Exercise brief -> Would you reproduce exactly the lines below from the one holding "not host equality." through the one holding "for keyword in", inclusive, and no others?

= Beginning of Section =

//! Link classification: self-timestamps, hashtags, and excluded domains.

use crate::models::DescriptionLink;
use crate::utils::{absolute_link, canonical_video_url};

/// Domain-like substrings that mark a link as excluded.
///
/// Built by joining every keyword with every extension (`"facebook"` + `".com"`).
/// Matching is case-sensitive substring containment, not host equality.
#[derive(Debug, Clone, Default, PartialEq, Eq)]
pub struct ExclusionSet {
    entries: Vec<String>,
}

impl ExclusionSet {
    /// Cross-join keywords with extensions, extension-major, dropping duplicates.
    pub fn build<K, E>(keywords: &[K], extensions: &[E]) -> Self
    where
        K: AsRef<str>,
        E: AsRef<str>,
    {
        let mut entries: Vec<String> = Vec::with_capacity(keywords.len() * extensions.len());
        for extension in extensions {
            for keyword in keywords {
                let entry = format!("{}{}", keyword.as_ref(), extension.as_ref());
                if !entries.contains(&entry) {
                    entries.push(entry);
                }
            }
        }
        Self { entries }
    }

    /// True if any entry occurs in `candidate`.
    pub fn matches(&self, candidate: &str) -> bool {
        self.entries
            .iter()
            .any(|entry| candidate.contains(entry.as_str()))
    }

    pub fn entries(&self) -> &[String] {
        &self.entries
    }

    pub fn len(&self) -> usize {
        self.entries.len()
    }

    pub fn is_empty(&self) -> bool {
        self.entries.is_empty()
    }
}

/// True if the link jumps within the current video, or is a hashtag chip.
///
/// Timestamp hrefs are platform-relative (`/watch?v=abc&t=42s`), so they are made absolute
/// against `base_url` before comparison with the canonical form of `current_video_url`.
pub fn is_self_timestamp_or_hashtag(
    link: &DescriptionLink,
    current_video_url: &str,
    base_url: &str,
) -> bool {
    if link.text.starts_with('#') {
        return true;
    }
    let target = absolute_link(base_url, &link.href);
    canonical_video_url(&target) == canonical_video_url(current_video_url)
}

/// Heuristic: the visible text is a complete URL worth resolving.
///
/// Long links are shown ellipsized on the page, and resolving a truncated URL
/// would only produce garbage.
pub fn looks_like_full_url(text: &str) -> bool {
    text.contains("http") && !text.contains("...") && !text.contains('\u{2026}')
}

= End of Section =

Result of the task ->
/// Matching is case-sensitive substring containment, not host equality.
#[derive(Debug, Clone, Default, PartialEq, Eq)]
pub struct ExclusionSet {
    entries: Vec<String>,
}

impl ExclusionSet {
    /// Cross-join keywords with extensions, extension-major, dropping duplicates.
    pub fn build<K, E>(keywords: &[K], extensions: &[E]) -> Self
    where
        K: AsRef<str>,
        E: AsRef<str>,
    {
        let mut entries: Vec<String> = Vec::with_capacity(keywords.len() * extensions.len());
        for extension in extensions {
            for keyword in keywords {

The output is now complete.